== EXERCISE DIRECTIONS ==
Among the lines of the records below, copy those that hold the word "FSEventStreamRelease".

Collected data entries

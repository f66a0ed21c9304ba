//! Error and result types.

use std::fmt;
use std::path::PathBuf;

/// The kind of an [`Error`].
#[derive(Debug)]
#[non_exhaustive]
pub enum ErrorKind {
    /// A path passed to [`crate::watch`] does not exist.
    PathNotFound,

    /// A path was unwatched that was not being watched.
    WatchNotFound,

    /// A backend refused to add a watch, for a reason other than the path not existing
    /// (for example, the OS-level watch-descriptor limit was reached).
    MaxFilesWatch,

    /// A configuration option was invalid for the backend it was passed to.
    InvalidConfig,

    /// Wraps an I/O error encountered while canonicalizing a path or talking to the OS.
    Io(std::io::Error),

    /// Catch-all for backend-specific failures that don't have their own variant.
    Generic(String),
}

impl fmt::Display for ErrorKind {
    fn fmt(&self, f: &mut fmt::Formatter<'_>) -> fmt::Result {
        match self {
            ErrorKind::PathNotFound => write!(f, "no such file or directory"),
            ErrorKind::WatchNotFound => write!(f, "path is not watched"),
            ErrorKind::MaxFilesWatch => write!(f, "backend watch limit reached"),
            ErrorKind::InvalidConfig => write!(f, "invalid configuration"),
            ErrorKind::Io(err) => write!(f, "io error: {err}"),
            ErrorKind::Generic(msg) => write!(f, "{msg}"),
        }
    }
}

/// The error type for this crate.
///
/// Carries the paths involved (if any) alongside the [`ErrorKind`], so a caller can
/// report "not found: /foo/bar" rather than a bare "not found".
#[derive(Debug)]
pub struct Error {
    /// What went wrong.
    pub kind: ErrorKind,
    /// Paths relevant to the error, in the order they were attached.
    pub paths: Vec<PathBuf>,
}

impl Error {
    /// Build a new error from a kind, with no paths attached yet.
    pub fn new(kind: ErrorKind) -> Self {
        Self {
            kind,
            paths: Vec::new(),
        }
    }

    /// Convenience constructor for [`ErrorKind::PathNotFound`].
    pub fn path_not_found() -> Self {
        Self::new(ErrorKind::PathNotFound)
    }

    /// Convenience constructor for [`ErrorKind::WatchNotFound`].
    pub fn watch_not_found() -> Self {
        Self::new(ErrorKind::WatchNotFound)
    }

    /// Convenience constructor for [`ErrorKind::Generic`].
    pub fn generic(msg: impl Into<String>) -> Self {
        Self::new(ErrorKind::Generic(msg.into()))
    }

    /// Attach a path to this error, builder-style.
    pub fn add_path(mut self, path: PathBuf) -> Self {
        self.paths.push(path);
        self
    }
}

impl fmt::Display for Error {
    fn fmt(&self, f: &mut fmt::Formatter<'_>) -> fmt::Result {
        write!(f, "{}", self.kind)?;
        if !self.paths.is_empty() {
            write!(f, " (")?;
            for (i, path) in self.paths.iter().enumerate() {
                if i > 0 {
                    write!(f, ", ")?;
                }
                write!(f, "{}", path.display())?;
            }
            write!(f, ")")?;
        }
        Ok(())
    }
}

impl std::error::Error for Error {
    fn source(&self) -> Option<&(dyn std::error::Error + 'static)> {
        match &self.kind {
            ErrorKind::Io(err) => Some(err),
            _ => None,
        }
    }
}

impl From<std::io::Error> for Error {
    fn from(err: std::io::Error) -> Self {
        if err.kind() == std::io::ErrorKind::NotFound {
            Self::new(ErrorKind::PathNotFound)
        } else {
            Self::new(ErrorKind::Io(err))
        }
    }
}

/// A specialized [`Result`](std::result::Result) for this crate's [`Error`].
pub type Result<T> = std::result::Result<T, Error>;

#[cfg(test)]
mod tests {
    use super::*;

    #[test]
    fn display_includes_path() {
        let err = Error::path_not_found().add_path(PathBuf::from("/tmp/gone"));
        assert!(err.to_string().contains("/tmp/gone"));
    }

    #[test]
    fn io_not_found_maps_to_path_not_found() {
        let io_err = std::io::Error::new(std::io::ErrorKind::NotFound, "nope");
        let err: Error = io_err.into();
        assert!(matches!(err.kind, ErrorKind::PathNotFound));
    }
}
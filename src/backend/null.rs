//! A backend that accepts watches and delivers nothing.
//!
//! Used as a trait-object sanity check and as a default when no platform backend is
//! compiled in.

use std::path::Path;
use std::sync::atomic::{AtomicI32, Ordering};

use super::{Backend, Listener};
use crate::error::Result;

/// A [`Backend`] that never reports any events.
#[derive(Debug, Default)]
pub struct NullBackend {
    next_handle: AtomicI32,
}

impl NullBackend {
    /// Create a new, empty null backend.
    pub fn new() -> Self {
        Self::default()
    }
}

impl Backend for NullBackend {
    fn add_watch(&self, _directory: &Path, _listener: Box<dyn Listener>) -> Result<i32> {
        Ok(self.next_handle.fetch_add(1, Ordering::Relaxed))
    }

    fn remove_watch(&self, _handle: i32) -> Result<()> {
        Ok(())
    }
}

#[cfg(test)]
mod tests {
    use super::*;

    #[test]
    fn object_safe_and_silent() {
        let backend: &dyn Backend = &NullBackend::new();
        let handle = backend.add_watch(Path::new("/"), Box::new(|_| {})).unwrap();
        assert!(handle >= 0);
        backend.remove_watch(handle).unwrap();
    }
}
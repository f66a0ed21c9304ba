//! A polling backend: periodically re-scans each watched directory and diffs
//! `(len, modified)` metadata snapshots to synthesize raw events.
//!
//! Grounded in the teacher's `PollWatcher` (referenced throughout `notify`'s `lib.rs`
//! as the cross-platform fallback `Watcher` and used in its own test harness): a
//! `walkdir`-based scan compared against the previous scan's snapshot. This is the
//! crate's own backend for `#[cfg(test)]` exercising of the registry and translator,
//! and the documented fallback when no native backend is compiled in.

use std::collections::HashMap;
use std::path::{Path, PathBuf};
use std::sync::atomic::{AtomicI32, Ordering};
use std::sync::{Arc, Mutex};
use std::thread;
use std::time::{Duration, SystemTime};

use walkdir::WalkDir;

use super::{Backend, Listener, RawAction, RawEvent};
use crate::error::Result;

#[derive(Clone, PartialEq, Eq, Debug)]
struct Snapshot {
    len: u64,
    modified: Option<SystemTime>,
    is_dir: bool,
}

struct Watch {
    path: PathBuf,
    listener: Box<dyn Listener>,
    entries: HashMap<PathBuf, Snapshot>,
}

struct Shared {
    watches: Mutex<HashMap<i32, Watch>>,
}

/// A [`Backend`] implemented by periodically re-scanning watched directories.
pub struct PollBackend {
    shared: Arc<Shared>,
    next_handle: AtomicI32,
    _scanner: thread::JoinHandle<()>,
}

impl PollBackend {
    /// Start a poll backend that re-scans every watched directory every `interval`.
    pub fn new(interval: Duration) -> Self {
        let shared = Arc::new(Shared {
            watches: Mutex::new(HashMap::new()),
        });
        let scanner_shared = Arc::clone(&shared);
        let scanner = thread::Builder::new()
            .name("pathwatch-poll".into())
            .spawn(move || scan_loop(scanner_shared, interval))
            .expect("failed to spawn poll backend thread");
        Self {
            shared,
            next_handle: AtomicI32::new(0),
            _scanner: scanner,
        }
    }
}

impl Default for PollBackend {
    fn default() -> Self {
        Self::new(Duration::from_millis(50))
    }
}

impl Backend for PollBackend {
    fn add_watch(&self, directory: &Path, listener: Box<dyn Listener>) -> Result<i32> {
        let entries = scan(directory);
        let handle = self.next_handle.fetch_add(1, Ordering::Relaxed);
        let mut watches = self.shared.watches.lock().unwrap();
        watches.insert(
            handle,
            Watch {
                path: directory.to_path_buf(),
                listener,
                entries,
            },
        );
        Ok(handle)
    }

    fn remove_watch(&self, handle: i32) -> Result<()> {
        self.shared.watches.lock().unwrap().remove(&handle);
        Ok(())
    }
}

fn scan(directory: &Path) -> HashMap<PathBuf, Snapshot> {
    let mut entries = HashMap::new();
    for entry in WalkDir::new(directory)
        .min_depth(1)
        .max_depth(1)
        .into_iter()
        .filter_map(|e| e.ok())
    {
        if let Ok(meta) = entry.metadata() {
            entries.insert(
                entry.path().to_path_buf(),
                Snapshot {
                    len: meta.len(),
                    modified: meta.modified().ok(),
                    is_dir: meta.is_dir(),
                },
            );
        }
    }
    entries
}

fn scan_loop(shared: Arc<Shared>, interval: Duration) {
    loop {
        thread::sleep(interval);
        let mut watches = shared.watches.lock().unwrap();
        if watches.is_empty() {
            continue;
        }
        for (&handle, watch) in watches.iter_mut() {
            let fresh = scan(&watch.path);

            for (path, snapshot) in &fresh {
                match watch.entries.get(path) {
                    None => emit(
                        handle,
                        &watch.path,
                        path,
                        RawAction::Add,
                        None,
                        watch.listener.as_ref(),
                    ),
                    Some(old) if old != snapshot => emit(
                        handle,
                        &watch.path,
                        path,
                        RawAction::Modified,
                        None,
                        watch.listener.as_ref(),
                    ),
                    _ => {}
                }
            }

            for path in watch.entries.keys() {
                if !fresh.contains_key(path) {
                    emit(
                        handle,
                        &watch.path,
                        path,
                        RawAction::Delete,
                        None,
                        watch.listener.as_ref(),
                    );
                }
            }

            watch.entries = fresh;
        }
    }
}

fn emit(
    handle: i32,
    dir: &Path,
    path: &Path,
    action: RawAction,
    old_filename: Option<PathBuf>,
    listener: &dyn Listener,
) {
    let filename = match path.strip_prefix(dir) {
        Ok(rel) => rel.to_path_buf(),
        Err(_) => path.to_path_buf(),
    };
    listener.on_event(RawEvent {
        handle,
        action,
        dir: dir.to_path_buf(),
        filename,
        old_filename,
    });
}

#[cfg(test)]
mod tests {
    use super::*;
    use std::fs;
    use std::sync::mpsc;
    use std::time::Duration;
    use tempfile::tempdir;

    #[test]
    fn detects_create_and_delete() {
        let dir = tempdir().unwrap();
        let backend = PollBackend::new(Duration::from_millis(10));
        let (tx, rx) = mpsc::channel();
        let handle = backend
            .add_watch(dir.path(), Box::new(move |ev: RawEvent| tx.send(ev).unwrap()))
            .unwrap();
        assert!(handle >= 0);

        let file = dir.path().join("f.txt");
        fs::write(&file, b"hi").unwrap();
        let ev = rx.recv_timeout(Duration::from_secs(2)).unwrap();
        assert_eq!(ev.action, RawAction::Add);
        assert_eq!(ev.filename, Path::new("f.txt"));

        fs::remove_file(&file).unwrap();
        let ev = rx.recv_timeout(Duration::from_secs(2)).unwrap();
        assert_eq!(ev.action, RawAction::Delete);
    }
}
struct Maps {
    handle_to_path: HashMap<i32, PathBuf>,
    path_to_handle: HashMap<PathBuf, i32>,
    handle_to_listener: HashMap<i32, Arc<dyn Listener>>,
    next_handle: i32,
}

impl Maps {
    fn new() -> Self {
        Self {
            handle_to_path: HashMap::new(),
            path_to_handle: HashMap::new(),
            handle_to_listener: HashMap::new(),
            next_handle: 0,
        }
    }

    fn paths(&self) -> Vec<PathBuf> {
        self.handle_to_path.values().cloned().collect()
    }
}

struct Stream {
    stream: fs::FSEventStreamRef,
    runloop: cf::CFRetained<cf::CFRunLoop>,
    thread: thread::JoinHandle<()>,
}

// The stream and runloop references are only ever touched from the thread that
// created them (the FSEvents dispatch thread) or during teardown after that thread has
// stopped; the context pointer handed to the C callback owns its own Arc clone.
unsafe impl Send for Stream {}

struct Teardown {
    destroying: Mutex<bool>,
    processing: Mutex<u32>,
    idle: Condvar,
}

impl Teardown {
    fn new() -> Self {
        Self {
            destroying: Mutex::new(false),
            processing: Mutex::new(0),
            idle: Condvar::new(),
        }
    }

    /// Enter a processing scope. Returns `None` if the backend is being torn down.
    fn enter(&self) -> Option<ProcessingGuard<'_>> {
        if *self.destroying.lock().unwrap() {
            return None;
        }
        *self.processing.lock().unwrap() += 1;
        Some(ProcessingGuard { teardown: self })
    }

    /// Block until no callback is in flight, then mark the backend as destroying so no
    /// new processing scope can start.
    fn wait_idle_and_destroy(&self) {
        *self.destroying.lock().unwrap() = true;
        let mut processing = self.processing.lock().unwrap();
        while *processing > 0 {
            processing = self.idle.wait(processing).unwrap();
        }
    }
}

struct ProcessingGuard<'a> {
    teardown: &'a Teardown,
}

impl Drop for ProcessingGuard<'_> {
    fn drop(&mut self) {
        let mut processing = self.teardown.processing.lock().unwrap();
        *processing -= 1;
        if *processing == 0 {
            self.teardown.idle.notify_all();
        }
    }
}

struct CallbackContext {
    maps: Arc<Mutex<Maps>>,
    teardown: Arc<Teardown>,
}

struct Inner {
    maps: Arc<Mutex<Maps>>,
    teardown: Arc<Teardown>,
    stream: Option<Stream>,
}

/// FSEvents-backed [`Backend`] sharing a single stream across all its watches.
pub struct FsEventBackend {
    inner: Mutex<Inner>,
}

impl FsEventBackend {
    /// Create a backend with no watches and no running stream.
    pub fn new() -> Self {
        Self {
            inner: Mutex::new(Inner {
                maps: Arc::new(Mutex::new(Maps::new())),
                teardown: Arc::new(Teardown::new()),
                stream: None,
            }),
        }
    }

    fn rebuild_stream(inner: &mut Inner) -> Result<()> {
        let paths = inner.maps.lock().unwrap().paths();
        let previous = inner.stream.take();

        if paths.is_empty() {
            if let Some(stream) = previous {
                stop_stream(stream, &inner.teardown);
            }
            return Ok(());
        }

        let new_stream = start_stream(&paths, Arc::clone(&inner.maps), Arc::clone(&inner.teardown))?;
        inner.stream = Some(new_stream);

        if let Some(stream) = previous {
            stop_stream(stream, &inner.teardown);
        }

        Ok(())
    }
}

impl Default for FsEventBackend {
    fn default() -> Self {
        Self::new()
    }
}

impl Backend for FsEventBackend {
    fn add_watch(&self, directory: &Path, listener: Box<dyn Listener>) -> Result<i32> {
        if !directory.exists() {
            return Err(Error::path_not_found().add_path(directory.into()));
        }
        let canonical = directory.canonicalize()?;

        let mut inner = self.inner.lock().unwrap();
        let handle = {
            let mut maps = inner.maps.lock().unwrap();
            let handle = maps.next_handle;
            maps.next_handle += 1;
            maps.handle_to_path.insert(handle, canonical.clone());
            maps.path_to_handle.insert(canonical.clone(), handle);
            maps.handle_to_listener.insert(handle, Arc::from(listener));
            handle
        };

        if let Err(err) = Self::rebuild_stream(&mut inner) {
            let mut maps = inner.maps.lock().unwrap();
            maps.handle_to_path.remove(&handle);
            maps.path_to_handle.remove(&canonical);
            maps.handle_to_listener.remove(&handle);
            return Err(err);
        }

        Ok(handle)
    }

    fn remove_watch(&self, handle: i32) -> Result<()> {
        let mut inner = self.inner.lock().unwrap();
        let removed_path = {
            let mut maps = inner.maps.lock().unwrap();
            match maps.handle_to_path.remove(&handle) {
                Some(path) => {
                    maps.path_to_handle.remove(&path);
                    maps.handle_to_listener.remove(&handle);
                    Some(path)
                }
                None => None,
            }
        };

        if removed_path.is_none() {
            // Already gone; not an error (§7).
            return Ok(());
        }

        // Failure here leaves the old stream running, silently dropping events for
        // the removed handle since it's no longer in the maps (§4.4).
        Self::rebuild_stream(&mut inner)
    }

    fn is_recursive(&self) -> bool {
        // FSEvents is inherently recursive: a stream over a directory also reports
        // changes in its descendants.
        true
    }
}

impl Drop for FsEventBackend {
    fn drop(&mut self) {
        if let Some(stream) = self.inner.lock().unwrap().stream.take() {
            stop_stream(stream, &self.inner.lock().unwrap().teardown);
        }
    }
}

fn start_stream(paths: &[PathBuf], maps: Arc<Mutex<Maps>>, teardown: Arc<Teardown>) -> Result<Stream> {
    let cf_paths = cf::CFMutableArray::empty();
    for path in paths {
        let s = path.to_str().ok_or_else(|| Error::generic("non-utf8 path"))?;
        cf_paths.append(&cf::CFString::from_str(s));
    }

    let context = Box::into_raw(Box::new(CallbackContext { maps, teardown: Arc::clone(&teardown) }));

    let stream_context = fs::FSEventStreamContext {
        version: 0,
        info: context as *mut libc::c_void,
        retain: None,
        release: Some(release_context),
        copyDescription: None,
    };

    let flags = fs::kFSEventStreamCreateFlagFileEvents | fs::kFSEventStreamCreateFlagNoDefer;

    let stream = unsafe {
        fs::FSEventStreamCreate(
            cf::kCFAllocatorDefault,
            Some(callback),
            &stream_context as *const _ as *mut _,
            cf_paths.as_opaque(),
            fs::kFSEventStreamEventIdSinceNow,
            0.0,
            flags,
        )
    };

    let (tx, rx) = std::sync::mpsc::channel();
    let thread_stream = RawStream(stream);
    let thread = thread::Builder::new()
        .name("pathwatch-fsevents".into())
        .spawn(move || {
            let stream = thread_stream.0;
            unsafe {
                let runloop = cf::CFRunLoop::current().expect("current runloop");
                #[allow(deprecated)]
                fs::FSEventStreamScheduleWithRunLoop(
                    stream,
                    &runloop,
                    cf::kCFRunLoopDefaultMode.expect("default runloop mode"),
                );
                if !fs::FSEventStreamStart(stream) {
                    fs::FSEventStreamInvalidate(stream);
                    fs::FSEventStreamRelease(stream);
                    let _ = tx.send(Err(Error::generic("unable to start FSEvents stream")));
                    return;
                }
                let _ = tx.send(Ok(runloop.clone()));
                cf::CFRunLoop::run();
                fs::FSEventStreamStop(stream);
                fs::FSEventStreamInvalidate(stream);
                fs::FSEventStreamRelease(stream);
            }
        })
        .map_err(|_| Error::generic("failed to spawn FSEvents thread"))?;

    let runloop = rx
        .recv()
        .map_err(|_| Error::generic("FSEvents thread exited before starting"))??;

    Ok(Stream { stream, runloop, thread })
}

fn stop_stream(stream: Stream, teardown: &Teardown) {
    teardown.wait_idle_and_destroy();
    while !stream.runloop.is_waiting() {
        thread::yield_now();
    }
    stream.runloop.stop();
    let _ = stream.thread.join();
}

struct RawStream(fs::FSEventStreamRef);
unsafe impl Send for RawStream {}

unsafe extern "C-unwind" fn release_context(info: *const libc::c_void) {
    unsafe {
        drop(Box::from_raw(info as *const CallbackContext as *mut CallbackContext));
    }
}

/// Step 1 of event correlation (§4.4): which handle owns a raw path.
fn owning_handle(maps: &Maps, path: &Path) -> Option<i32> {
    if let Some(parent) = path.parent() {
        if let Some(&handle) = maps.path_to_handle.get(parent) {
            return Some(handle);
        }
    }
    // Uncommon case: the path itself is a directly-watched directory. We deliberately
    // do not emit its own deletion (mirrors the Linux/Windows libraries), but we still
    // need to find the owner so directory-rollup events referencing it can be routed.
    maps.path_to_handle.get(path).copied()
}
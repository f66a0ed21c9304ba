//! End-to-end tests driving the public API through the platform's real default
//! backend. Scenarios that depend on a non-default consolidation policy (sibling
//! consolidation, ancestor reuse, cousin consolidation under a cap) are exercised
//! directly against `RegistryConfig` in `src/registry.rs`'s own unit tests instead;
//! the ones here hold regardless of consolidation policy.
//!
//! `pathwatch`'s registry and native-watcher index are process-global by design, so
//! every test here serializes on [`guard`] to avoid cross-test interference within
//! this binary.

use std::fs;
use std::sync::mpsc;
use std::sync::Mutex;
use std::time::Duration;

use pathwatch::EventKind;
use pretty_assertions::assert_eq;
use tempfile::tempdir;

static TEST_LOCK: Mutex<()> = Mutex::new(());

fn guard() -> std::sync::MutexGuard<'static, ()> {
    TEST_LOCK.lock().unwrap_or_else(|poisoned| poisoned.into_inner())
}

fn recv(rx: &mpsc::Receiver<pathwatch::PublicEvent>) -> pathwatch::PublicEvent {
    rx.recv_timeout(Duration::from_secs(5)).expect("timed out waiting for event")
}

#[test]
fn directly_deleted_watched_directory_is_silent() {
    let _g = guard();
    let parent = tempdir().unwrap();
    let sub = parent.path().join("sub");
    fs::create_dir(&sub).unwrap();

    let (tx, rx) = mpsc::channel();
    let subscription = pathwatch::watch(&sub, move |ev| {
        let _ = tx.send(ev);
    })
    .unwrap();

    fs::remove_dir(&sub).unwrap();

    // A watched directory's own deletion is never reported (directory watches have
    // no parent-relative name to translate it against).
    assert!(rx.recv_timeout(Duration::from_millis(500)).is_err());

    subscription.close();
}

#[test]
fn deleted_subdirectory_observed_via_parent_not_child() {
    let _g = guard();
    let parent = tempdir().unwrap();
    let sub = parent.path().join("sub");
    fs::create_dir(&sub).unwrap();

    let (tx_parent, rx_parent) = mpsc::channel();
    let sub_parent = pathwatch::watch(parent.path(), move |ev| {
        let _ = tx_parent.send(ev);
    })
    .unwrap();

    let (tx_child, rx_child) = mpsc::channel();
    let sub_child = pathwatch::watch(&sub, move |ev| {
        let _ = tx_child.send(ev);
    })
    .unwrap();

    fs::remove_dir(&sub).unwrap();

    let parent_event = recv(&rx_parent);
    assert_eq!(parent_event.kind, EventKind::Change);
    assert_eq!(parent_event.path, Some(std::path::PathBuf::new()));

    assert!(rx_child.recv_timeout(Duration::from_millis(500)).is_err());

    sub_parent.close();
    sub_child.close();
}

#[test]
fn renamed_watched_file_is_followed() {
    let _g = guard();
    let dir = tempdir().unwrap();
    let original = dir.path().join("f.txt");
    fs::write(&original, b"hello").unwrap();
    let renamed = dir.path().join("g.txt");

    let (tx, rx) = mpsc::channel();
    let subscription = pathwatch::watch(&original, move |ev| {
        let _ = tx.send(ev);
    })
    .unwrap();

    fs::rename(&original, &renamed).unwrap();

    let ev = recv(&rx);
    assert_eq!(ev.kind, EventKind::Rename);
    assert_eq!(ev.path, Some(renamed.clone()));

    // The subscription follows the rename: further changes to the new path still
    // reach the same callback.
    fs::write(&renamed, b"world again").unwrap();
    let ev = recv(&rx);
    assert_eq!(ev.kind, EventKind::Change);

    subscription.close();
}

#[test]
fn directory_create_is_observed_as_change() {
    let _g = guard();
    let dir = tempdir().unwrap();

    let (tx, rx) = mpsc::channel();
    let subscription = pathwatch::watch(dir.path(), move |ev| {
        let _ = tx.send(ev);
    })
    .unwrap();

    // A new entry inside a watched directory is not a hit on the directory itself:
    // `create`/`delete`/`rename` are reserved for the exact watched target.
    fs::write(dir.path().join("new.txt"), b"hi").unwrap();
    let ev = recv(&rx);
    assert_eq!(ev.kind, EventKind::Change);
    assert_eq!(ev.path, Some(std::path::PathBuf::new()));

    subscription.close();
}

#[test]
fn close_is_idempotent_and_stops_delivery() {
    let _g = guard();
    let dir = tempdir().unwrap();

    let (tx, rx) = mpsc::channel();
    let subscription = pathwatch::watch(dir.path(), move |ev| {
        let _ = tx.send(ev);
    })
    .unwrap();

    subscription.close();
    subscription.close();

    fs::write(dir.path().join("after-close.txt"), b"hi").unwrap();
    assert!(rx.recv_timeout(Duration::from_millis(500)).is_err());
}

#[test]
fn close_all_watchers_empties_global_state() {
    let _g = guard();
    let dir_a = tempdir().unwrap();
    let dir_b = tempdir().unwrap();

    let _sub_a = pathwatch::watch(dir_a.path(), |_| {}).unwrap();
    let _sub_b = pathwatch::watch(dir_b.path(), |_| {}).unwrap();

    assert!(pathwatch::get_native_watcher_count() > 0);

    pathwatch::close_all_watchers();

    assert_eq!(pathwatch::get_native_watcher_count(), 0);
    assert!(pathwatch::get_watched_paths().is_empty());
}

== SOLUTION TO THIS PROBLEM ==
                    fs::FSEventStreamRelease(stream);
                fs::FSEventStreamRelease(stream);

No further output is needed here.